### What you will do
In the data below, how many lines contain the string "WebScraper"? Give only the figure.

### Supplied material

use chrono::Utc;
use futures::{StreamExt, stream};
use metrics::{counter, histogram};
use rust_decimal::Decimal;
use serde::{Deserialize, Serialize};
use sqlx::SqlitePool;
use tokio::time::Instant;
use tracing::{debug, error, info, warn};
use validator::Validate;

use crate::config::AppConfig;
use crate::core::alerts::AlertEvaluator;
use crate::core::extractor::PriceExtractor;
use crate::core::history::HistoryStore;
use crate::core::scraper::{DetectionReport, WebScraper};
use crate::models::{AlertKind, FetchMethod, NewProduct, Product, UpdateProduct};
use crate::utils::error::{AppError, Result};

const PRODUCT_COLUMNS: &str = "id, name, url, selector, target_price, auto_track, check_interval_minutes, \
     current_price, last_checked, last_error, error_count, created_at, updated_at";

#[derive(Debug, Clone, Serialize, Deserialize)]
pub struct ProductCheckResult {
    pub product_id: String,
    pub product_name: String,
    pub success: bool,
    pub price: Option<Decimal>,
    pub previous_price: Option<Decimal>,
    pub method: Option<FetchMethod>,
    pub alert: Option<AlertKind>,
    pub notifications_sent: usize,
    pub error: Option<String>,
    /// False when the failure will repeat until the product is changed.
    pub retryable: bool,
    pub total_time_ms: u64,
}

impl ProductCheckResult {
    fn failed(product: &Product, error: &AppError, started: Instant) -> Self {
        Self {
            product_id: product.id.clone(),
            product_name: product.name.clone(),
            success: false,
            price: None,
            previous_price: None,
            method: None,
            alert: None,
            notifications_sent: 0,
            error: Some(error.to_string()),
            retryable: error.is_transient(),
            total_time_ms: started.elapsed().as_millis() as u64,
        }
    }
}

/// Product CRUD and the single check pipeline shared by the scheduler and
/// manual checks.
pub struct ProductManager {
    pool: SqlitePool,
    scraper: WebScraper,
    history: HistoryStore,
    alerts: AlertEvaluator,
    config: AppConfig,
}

--

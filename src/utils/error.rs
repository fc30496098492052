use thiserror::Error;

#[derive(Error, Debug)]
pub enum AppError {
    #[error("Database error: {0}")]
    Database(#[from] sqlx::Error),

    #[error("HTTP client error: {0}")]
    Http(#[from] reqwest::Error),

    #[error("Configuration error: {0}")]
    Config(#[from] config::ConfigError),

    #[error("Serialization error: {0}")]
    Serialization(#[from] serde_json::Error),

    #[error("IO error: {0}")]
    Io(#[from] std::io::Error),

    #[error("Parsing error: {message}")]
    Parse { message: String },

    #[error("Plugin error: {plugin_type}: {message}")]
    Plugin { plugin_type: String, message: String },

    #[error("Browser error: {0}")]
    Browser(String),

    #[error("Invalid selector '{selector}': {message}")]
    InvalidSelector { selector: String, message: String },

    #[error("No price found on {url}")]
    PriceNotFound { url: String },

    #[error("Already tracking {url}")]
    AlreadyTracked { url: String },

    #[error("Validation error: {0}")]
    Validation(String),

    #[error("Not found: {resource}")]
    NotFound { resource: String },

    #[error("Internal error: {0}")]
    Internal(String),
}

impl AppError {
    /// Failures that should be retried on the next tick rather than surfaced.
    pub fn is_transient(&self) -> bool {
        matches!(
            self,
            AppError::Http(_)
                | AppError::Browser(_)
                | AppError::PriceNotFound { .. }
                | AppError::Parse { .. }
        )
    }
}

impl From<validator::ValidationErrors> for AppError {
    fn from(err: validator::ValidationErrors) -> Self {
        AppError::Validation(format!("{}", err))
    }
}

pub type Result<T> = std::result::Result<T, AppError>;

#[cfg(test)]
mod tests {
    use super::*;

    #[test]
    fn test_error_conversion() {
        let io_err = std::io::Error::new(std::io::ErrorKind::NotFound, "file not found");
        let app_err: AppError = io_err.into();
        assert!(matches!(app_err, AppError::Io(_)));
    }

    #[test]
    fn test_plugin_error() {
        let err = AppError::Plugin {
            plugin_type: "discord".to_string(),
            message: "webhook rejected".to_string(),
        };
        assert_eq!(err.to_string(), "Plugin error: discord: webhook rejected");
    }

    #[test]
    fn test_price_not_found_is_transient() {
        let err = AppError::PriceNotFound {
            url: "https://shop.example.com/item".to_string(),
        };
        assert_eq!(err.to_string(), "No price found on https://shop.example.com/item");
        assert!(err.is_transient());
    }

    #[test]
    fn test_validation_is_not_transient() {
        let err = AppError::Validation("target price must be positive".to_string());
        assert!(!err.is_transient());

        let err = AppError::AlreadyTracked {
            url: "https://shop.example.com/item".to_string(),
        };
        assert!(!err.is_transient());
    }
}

---

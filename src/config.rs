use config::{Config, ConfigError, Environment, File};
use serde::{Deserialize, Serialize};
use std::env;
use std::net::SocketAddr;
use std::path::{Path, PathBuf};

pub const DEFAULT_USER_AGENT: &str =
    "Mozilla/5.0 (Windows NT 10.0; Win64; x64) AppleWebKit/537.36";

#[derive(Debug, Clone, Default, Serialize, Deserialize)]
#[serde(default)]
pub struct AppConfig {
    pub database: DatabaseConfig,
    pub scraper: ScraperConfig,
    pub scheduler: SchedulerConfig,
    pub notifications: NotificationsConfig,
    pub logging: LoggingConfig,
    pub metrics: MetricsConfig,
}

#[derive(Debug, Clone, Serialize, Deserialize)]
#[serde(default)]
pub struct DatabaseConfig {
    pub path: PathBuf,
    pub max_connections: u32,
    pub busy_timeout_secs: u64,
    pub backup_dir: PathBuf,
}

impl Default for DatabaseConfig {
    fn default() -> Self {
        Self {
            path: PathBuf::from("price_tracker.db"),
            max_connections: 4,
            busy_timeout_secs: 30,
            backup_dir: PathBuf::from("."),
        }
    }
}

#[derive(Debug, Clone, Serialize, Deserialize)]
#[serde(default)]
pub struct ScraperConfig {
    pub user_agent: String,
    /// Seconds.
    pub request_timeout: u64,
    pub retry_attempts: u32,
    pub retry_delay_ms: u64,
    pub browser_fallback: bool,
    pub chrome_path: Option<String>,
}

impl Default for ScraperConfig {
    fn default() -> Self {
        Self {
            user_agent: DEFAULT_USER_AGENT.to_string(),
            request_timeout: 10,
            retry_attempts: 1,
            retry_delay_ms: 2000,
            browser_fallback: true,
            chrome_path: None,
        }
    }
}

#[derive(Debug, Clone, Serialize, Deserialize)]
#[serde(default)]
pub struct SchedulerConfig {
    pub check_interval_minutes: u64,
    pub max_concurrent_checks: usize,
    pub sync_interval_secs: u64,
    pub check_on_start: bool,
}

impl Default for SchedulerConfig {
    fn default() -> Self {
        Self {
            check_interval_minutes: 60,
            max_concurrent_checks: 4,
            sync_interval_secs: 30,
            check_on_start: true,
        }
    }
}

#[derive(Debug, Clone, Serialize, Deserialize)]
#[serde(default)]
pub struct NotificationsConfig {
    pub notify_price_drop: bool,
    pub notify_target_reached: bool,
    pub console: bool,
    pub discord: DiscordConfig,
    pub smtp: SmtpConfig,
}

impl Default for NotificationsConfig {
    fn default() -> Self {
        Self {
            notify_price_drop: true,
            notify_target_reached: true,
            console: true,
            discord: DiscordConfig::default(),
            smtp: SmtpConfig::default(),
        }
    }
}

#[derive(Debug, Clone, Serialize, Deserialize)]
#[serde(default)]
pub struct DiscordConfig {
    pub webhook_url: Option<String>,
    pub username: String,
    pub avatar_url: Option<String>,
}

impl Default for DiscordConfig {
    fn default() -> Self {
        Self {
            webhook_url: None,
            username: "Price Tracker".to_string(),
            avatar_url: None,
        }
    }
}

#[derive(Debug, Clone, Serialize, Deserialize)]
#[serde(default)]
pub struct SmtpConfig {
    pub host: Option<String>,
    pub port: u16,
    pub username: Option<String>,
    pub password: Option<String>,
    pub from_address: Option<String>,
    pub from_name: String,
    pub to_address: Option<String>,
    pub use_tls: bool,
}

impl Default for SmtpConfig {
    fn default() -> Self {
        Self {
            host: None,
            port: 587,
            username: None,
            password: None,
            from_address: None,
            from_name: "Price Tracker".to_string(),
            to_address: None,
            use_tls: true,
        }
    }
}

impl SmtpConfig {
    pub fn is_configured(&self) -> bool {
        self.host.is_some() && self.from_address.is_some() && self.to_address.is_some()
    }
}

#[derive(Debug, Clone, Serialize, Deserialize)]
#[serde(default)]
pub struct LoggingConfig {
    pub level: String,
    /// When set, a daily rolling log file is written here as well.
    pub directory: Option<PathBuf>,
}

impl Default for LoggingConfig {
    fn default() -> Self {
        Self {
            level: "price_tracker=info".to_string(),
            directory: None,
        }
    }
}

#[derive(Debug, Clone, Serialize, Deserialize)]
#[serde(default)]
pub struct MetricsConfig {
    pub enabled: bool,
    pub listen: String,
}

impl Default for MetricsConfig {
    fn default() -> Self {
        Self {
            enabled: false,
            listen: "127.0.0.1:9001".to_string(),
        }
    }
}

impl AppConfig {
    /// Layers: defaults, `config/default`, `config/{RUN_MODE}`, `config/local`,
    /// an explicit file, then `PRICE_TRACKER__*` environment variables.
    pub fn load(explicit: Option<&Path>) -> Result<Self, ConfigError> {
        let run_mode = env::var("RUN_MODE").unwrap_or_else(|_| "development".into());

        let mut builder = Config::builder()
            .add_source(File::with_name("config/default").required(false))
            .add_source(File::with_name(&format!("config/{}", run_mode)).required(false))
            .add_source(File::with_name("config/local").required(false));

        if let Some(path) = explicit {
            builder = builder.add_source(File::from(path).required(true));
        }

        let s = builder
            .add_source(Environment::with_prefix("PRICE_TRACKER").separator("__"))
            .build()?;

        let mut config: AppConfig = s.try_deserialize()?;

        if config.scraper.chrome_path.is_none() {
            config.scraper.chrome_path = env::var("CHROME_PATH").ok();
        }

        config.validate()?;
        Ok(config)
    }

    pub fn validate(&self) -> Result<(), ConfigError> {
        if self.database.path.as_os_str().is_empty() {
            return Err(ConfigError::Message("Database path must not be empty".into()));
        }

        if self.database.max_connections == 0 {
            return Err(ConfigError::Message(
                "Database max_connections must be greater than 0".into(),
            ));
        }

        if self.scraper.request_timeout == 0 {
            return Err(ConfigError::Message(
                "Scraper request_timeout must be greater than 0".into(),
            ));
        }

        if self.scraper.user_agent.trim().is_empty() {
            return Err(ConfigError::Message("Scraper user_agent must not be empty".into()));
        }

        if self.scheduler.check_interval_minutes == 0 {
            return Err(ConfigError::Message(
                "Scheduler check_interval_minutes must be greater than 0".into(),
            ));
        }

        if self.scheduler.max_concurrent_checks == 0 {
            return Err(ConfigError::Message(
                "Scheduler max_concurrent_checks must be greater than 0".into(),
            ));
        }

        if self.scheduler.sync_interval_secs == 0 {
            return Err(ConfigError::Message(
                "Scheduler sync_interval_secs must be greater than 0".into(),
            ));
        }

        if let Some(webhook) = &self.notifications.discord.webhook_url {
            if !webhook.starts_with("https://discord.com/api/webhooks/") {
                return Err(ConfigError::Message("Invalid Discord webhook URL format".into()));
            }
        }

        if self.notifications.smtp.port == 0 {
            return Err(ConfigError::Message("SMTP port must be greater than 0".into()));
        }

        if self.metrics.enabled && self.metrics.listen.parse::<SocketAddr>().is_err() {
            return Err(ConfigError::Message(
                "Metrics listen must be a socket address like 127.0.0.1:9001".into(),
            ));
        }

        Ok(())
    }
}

### Result for this exercise
2